It’s funny, the sorts of things that people are afraid of: clowns, bugs, the number 13. But what’s just as funny is all the things that people aren’t afraid of that can actually kill them.
The New York Times ran a fascinating article yesterday about New York City’s recently released mortality statistics, which runs down in some detail what citydwellers die of.
Some are claimed by the sea: In 2007, four people were killed in watercraft accidents, including two men who died when their fishing boat struck a cable stretched between a tugboat and a barge near Coney Island. Fourteen more drowned that year. Some fall victim to the weather: 10 died of exposure to excessive natural heat in 2008; 11 others died of exposure to the cold…

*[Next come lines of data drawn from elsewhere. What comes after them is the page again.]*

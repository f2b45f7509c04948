use batchguard_core::memory::{MemoryAuditStore, MemoryIssuerStore};
use batchguard_core::{
    BatchControlRecord, CalendarBlock, CalendarGate, ClearingRequest, Error, ErrorClass,
    ExecutionStatus, IssuerIdentity, IssuerStore, NewExecution, Orchestrator, RecordId,
    ReferenceDate, RoutineArgs, RunRequest, RunState, ServerFailure, StoreError,
    SubProcessStatus,
};
use chrono::{TimeZone, Utc};
use std::sync::Arc;

const ROUTINE: &str = "SYNC_POSITIONS";

fn identity() -> IssuerIdentity {
    IssuerIdentity::new("10.20.0.15", "issuer_prod")
}

fn run_date() -> ReferenceDate {
    ReferenceDate::parse("2024-03-01").unwrap()
}

fn request(force: bool) -> RunRequest {
    RunRequest {
        routine: ROUTINE.to_string(),
        reference_date: run_date(),
        force,
        remove_from_catalog: false,
    }
}

async fn stores(first_id: i64) -> (Arc<MemoryIssuerStore>, Arc<MemoryAuditStore>) {
    let issuer = Arc::new(MemoryIssuerStore::new(identity()));
    issuer.add_routine(ROUTINE).await;
    (issuer, Arc::new(MemoryAuditStore::starting_at(first_id)))
}

async fn seed(audit: &MemoryAuditStore, status: ExecutionStatus) -> RecordId {
    audit
        .seed(
            NewExecution {
                reference_date: run_date(),
                issuer: identity(),
                routine_name: ROUTINE.to_string(),
            },
            status,
        )
        .await
}

#[tokio::test]
async fn test_end_to_end_run_and_rerun() {
    let (issuer, audit) = stores(42).await;
    let orchestrator = Orchestrator::new(issuer.clone(), audit.clone());

    let first = orchestrator.run_routine(&request(false)).await;
    assert_eq!(first.record_id, Some(RecordId(42)));
    assert_eq!(first.state, RunState::Finalized);
    assert_eq!(first.exit_code(), 0);

    let record = audit.records().await.remove(0);
    assert_eq!(record.id, RecordId(42));
    assert_eq!(record.status, ExecutionStatus::Succeeded);
    assert!(record.finished_at.is_some());
    assert!(record.error_message.is_none());
    assert_eq!(record.issuer, identity());

    // Same tuple, no force: blocked without a new registration
    let second = orchestrator.run_routine(&request(false)).await;
    assert!(matches!(second.result, Err(Error::AlreadyExecuted { .. })));
    assert_eq!(second.exit_code(), 101);
    assert!(second.record_id.is_none());
    assert_eq!(audit.records().await.len(), 1);
    assert_eq!(issuer.invocations().await.len(), 1);
}

#[tokio::test]
async fn test_rerun_with_other_casing_is_blocked() {
    let (issuer, audit) = stores(1).await;
    let orchestrator = Orchestrator::new(issuer.clone(), audit.clone());

    let first = orchestrator.run_routine(&request(false)).await;
    assert_eq!(first.exit_code(), 0);

    let second = orchestrator
        .run_routine(&RunRequest {
            routine: "sync_positions".to_string(),
            ..request(false)
        })
        .await;
    assert_eq!(second.exit_code(), 101);
    assert_eq!(issuer.invocations().await.len(), 1);

    let records = audit.records().await;
    assert_eq!(records.len(), 1);
    assert_eq!(records[0].routine_name, ROUTINE);
}

#[tokio::test]
async fn test_catalogued_routine_with_other_casing_is_refused() {
    let (issuer, audit) = stores(1).await;
    issuer.schedule(ROUTINE).await;
    let orchestrator = Orchestrator::new(issuer.clone(), audit.clone());

    let report = orchestrator
        .run_routine(&RunRequest {
            routine: "sync_positions".to_string(),
            ..request(false)
        })
        .await;
    assert_eq!(report.exit_code(), 100);
    assert!(issuer.invocations().await.is_empty());
    assert!(audit.records().await.is_empty());
}

#[tokio::test]
async fn test_lowercase_request_runs_under_issuer_name() {
    let (issuer, audit) = stores(1).await;
    let orchestrator = Orchestrator::new(issuer.clone(), audit.clone());

    let report = orchestrator
        .run_routine(&RunRequest {
            routine: "sync_positions".to_string(),
            ..request(false)
        })
        .await;
    assert_eq!(report.exit_code(), 0);
    assert_eq!(issuer.invocations().await[0].routine, ROUTINE);
    assert_eq!(audit.records().await[0].routine_name, ROUTINE);
}

#[tokio::test]
async fn test_force_retries_failed_attempt() {
    let (issuer, audit) = stores(1).await;
    let failed = seed(&audit, ExecutionStatus::Failed).await;
    let orchestrator = Orchestrator::new(issuer.clone(), audit.clone());

    let report = orchestrator.run_routine(&request(true)).await;
    assert_eq!(report.exit_code(), 0);
    assert_ne!(report.record_id, Some(failed));
    assert_eq!(issuer.invocations().await.len(), 1);

    let records = audit.records().await;
    assert_eq!(records.len(), 2);
    assert_eq!(records[0].status, ExecutionStatus::Failed);
    assert_eq!(records[1].status, ExecutionStatus::Succeeded);
}

#[tokio::test]
async fn test_force_retries_abandoned_attempt() {
    let (issuer, audit) = stores(1).await;
    seed(&audit, ExecutionStatus::Registered).await;
    let orchestrator = Orchestrator::new(issuer.clone(), audit.clone());

    let blocked = orchestrator.run_routine(&request(false)).await;
    assert_eq!(blocked.exit_code(), 101);

    let forced = orchestrator.run_routine(&request(true)).await;
    assert_eq!(forced.exit_code(), 0);

    // The abandoned row is never rewritten
    let records = audit.records().await;
    assert_eq!(records[0].status, ExecutionStatus::Registered);
    assert_eq!(records[1].status, ExecutionStatus::Succeeded);
}

#[tokio::test]
async fn test_force_never_reruns_success() {
    let (issuer, audit) = stores(1).await;
    seed(&audit, ExecutionStatus::Succeeded).await;
    let orchestrator = Orchestrator::new(issuer.clone(), audit.clone());

    let report = orchestrator.run_routine(&request(true)).await;
    assert_eq!(report.exit_code(), 101);
    assert!(issuer.invocations().await.is_empty());
}

#[tokio::test]
async fn test_catalog_removal_compacts_order() {
    let (issuer, audit) = stores(1).await;
    let names = ["OPEN_DAY", "LOAD_RATES", ROUTINE, "ACCRUE", "CLOSE_DAY"];
    for name in names {
        issuer.schedule(name).await;
    }
    let orchestrator = Orchestrator::new(issuer.clone(), audit.clone());

    let report = orchestrator
        .run_routine(&RunRequest {
            remove_from_catalog: true,
            ..request(false)
        })
        .await;
    assert_eq!(report.exit_code(), 0);

    let catalog = issuer.catalog().await.unwrap();
    let layout: Vec<(&str, i32)> = catalog
        .iter()
        .map(|e| (e.routine_name.as_str(), e.execution_order))
        .collect();
    assert_eq!(
        layout,
        vec![("OPEN_DAY", 1), ("LOAD_RATES", 2), ("ACCRUE", 3), ("CLOSE_DAY", 4)]
    );
}

#[tokio::test]
async fn test_execution_failure_message_is_preserved() {
    let (issuer, audit) = stores(7).await;
    let raw = "new row for relation \"positions\" violates check constraint \"qty_positive\"";
    issuer
        .fail_next_invocation(StoreError::Server(ServerFailure {
            code: "23514".to_string(),
            severity: "ERROR".to_string(),
            message: raw.to_string(),
            routine: Some("sync_positions".to_string()),
            line: Some(88),
        }))
        .await;
    let orchestrator = Orchestrator::new(issuer, audit.clone());

    let report = orchestrator.run_routine(&request(false)).await;
    match &report.result {
        Err(Error::Execution(err)) => assert_eq!(err.class, ErrorClass::Integrity),
        other => panic!("unexpected result: {:?}", other),
    }
    assert_eq!(report.exit_code(), 203);

    let record = audit.records().await.remove(0);
    assert_eq!(record.status, ExecutionStatus::Failed);
    assert!(record.finished_at.is_some());
    let message = record.error_message.unwrap();
    assert!(message.starts_with(raw));
    assert!(message.ends_with(
        "IntegrityError: server message 23514, severity ERROR, routine sync_positions, line 88"
    ));
}

#[tokio::test]
async fn test_lost_connection_during_execution() {
    let (issuer, audit) = stores(1).await;
    issuer
        .fail_next_invocation(StoreError::Communication(
            "server closed the connection unexpectedly".into(),
        ))
        .await;
    let orchestrator = Orchestrator::new(issuer, audit.clone());

    let report = orchestrator.run_routine(&request(false)).await;
    assert!(matches!(
        report.result,
        Err(Error::Execution(ref e)) if e.class == ErrorClass::DatabaseCommunication
    ));

    let record = audit.records().await.remove(0);
    assert_eq!(record.status, ExecutionStatus::Failed);
}

#[tokio::test]
async fn test_readiness_gate() {
    let (issuer, _) = stores(1).await;
    let gate = CalendarGate::new(issuer.clone());

    let missing = gate.check_ready(run_date(), false).await.unwrap_err();
    assert_eq!(missing.exit_code(), 103);

    issuer
        .set_control(BatchControlRecord {
            reference_date: run_date(),
            completed_at: Some(Utc.with_ymd_and_hms(2024, 3, 2, 3, 15, 0).unwrap()),
            movement_type: Some(1),
        })
        .await;
    issuer
        .add_sub_process(
            run_date(),
            SubProcessStatus {
                process_id: 31,
                routine_name: None,
                completion_flag: 0,
            },
        )
        .await;

    assert!(gate.check_ready(run_date(), false).await.is_ok());

    let blocked = gate.check_ready(run_date(), true).await.unwrap_err();
    assert!(matches!(
        blocked,
        Error::CalendarNotReady(CalendarBlock::SubProcessesPending { ref pending, .. })
            if pending.len() == 1
    ));
    assert_eq!(blocked.exit_code(), 100);
}

#[tokio::test]
async fn test_clearing_registers_before_lookup() {
    let (issuer, audit) = stores(500).await;
    let orchestrator = Orchestrator::new(issuer.clone(), audit.clone());
    let request = |routine: &str| ClearingRequest {
        routine: routine.to_string(),
        reference_date: run_date(),
    };

    let missing = orchestrator.run_clearing(&request("CLEAR_TRADES")).await;
    assert_eq!(missing.record_id, Some(RecordId(500)));
    assert_eq!(missing.clearing_exit_code(), 201);

    issuer.add_routine("CLEAR_TRADES").await;
    // clearing runs are not idempotency-checked
    for expected in [RecordId(501), RecordId(502)] {
        let report = orchestrator.run_clearing(&request("CLEAR_TRADES")).await;
        assert_eq!(report.record_id, Some(expected));
        assert_eq!(report.clearing_exit_code(), 0);
    }

    let statuses: Vec<ExecutionStatus> = audit.records().await.iter().map(|r| r.status).collect();
    assert_eq!(
        statuses,
        vec![
            ExecutionStatus::Failed,
            ExecutionStatus::Succeeded,
            ExecutionStatus::Succeeded
        ]
    );
    let invocations = issuer.invocations().await;
    assert_eq!(invocations.len(), 2);
    assert!(invocations.iter().all(|c| c.args == RoutineArgs::None));
}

The number of ways to go is almost limitless.
There are roughly 6,000 codes used to define deaths by accident, reflecting all types of violence and disorder. People are run over by cars, buses or taxis. There are dozens of codes to define deaths from drug consumption. Some die from the smoke and flames of fires, or they fall at construction sites or in their own backyards. Others are hit by trains, drown at beaches or crash their bicycles.
The main argument of the article is that, while homicides have declined markedly in recent years, the accident rate has remained more or less the same. Of course, the average person is still far more concerned about violent crime than, say, watercraft accidents and the like. One of the basic truths about the human fear response is that it doesn’t respond to statistics; the subconscious processing centers in our limbic system respond in a very crude way to environmental cues, are often laid down at a very early age, and are difficult to retrain. It’s easy for the amygdala to understand a threat like a thug lurking in a darkened doorway. But it has a hard time generating an emotional response to an abstract concept, such as secondhand smoke, or to some of the arcane accident categories from the International Classification of Diseases that Gawker ran in an amusing post:
V35 Occupant of three-wheeled motor vehicle injured in collision with railway train or railway vehicle
V96.0 Balloon accident injuring occupant
V96.8 Other nonpowered-aircraft accidents injuring occupant (Kite carrying a person)
W52 Crushed, pushed or stepped on by crowd or human stampede
W53 Bitten by rat
W56 Bitten or struck by marine animal
X24 Contact with centipedes and venomous millipedes (tropical)
X51 Prolonged stay in weightless environment (includes: weightlessness in spacecraft (simulator))
I don’t think that anyone has ever died from being weightless, and I personally don’t know of anyone being runover by a train while riding a tricycle, but it may be useful to know that such hazards exist. From now on, I’m certainly going to avoid contact with venomous millipedes.
I am generally not afraid of much, but Iam afraid of certain things like heights and speed combined, but not heights or speed separate.
@Jeff
Kahneman (Noble economist) and Tversky (probably the smartest guy who ever lived) studied human thinking over a broad range of topics. They pretty much pioneered behavioral economics. The short story is that humans are uncanny when it comes to sensing moods and feelings, but the human brain (even highly trained people) fails miserably when it comes to correctly interpreting statistical data. Our DNA requires us to go through the analytics with painstaking care. Even then we don’t actually internalize the results.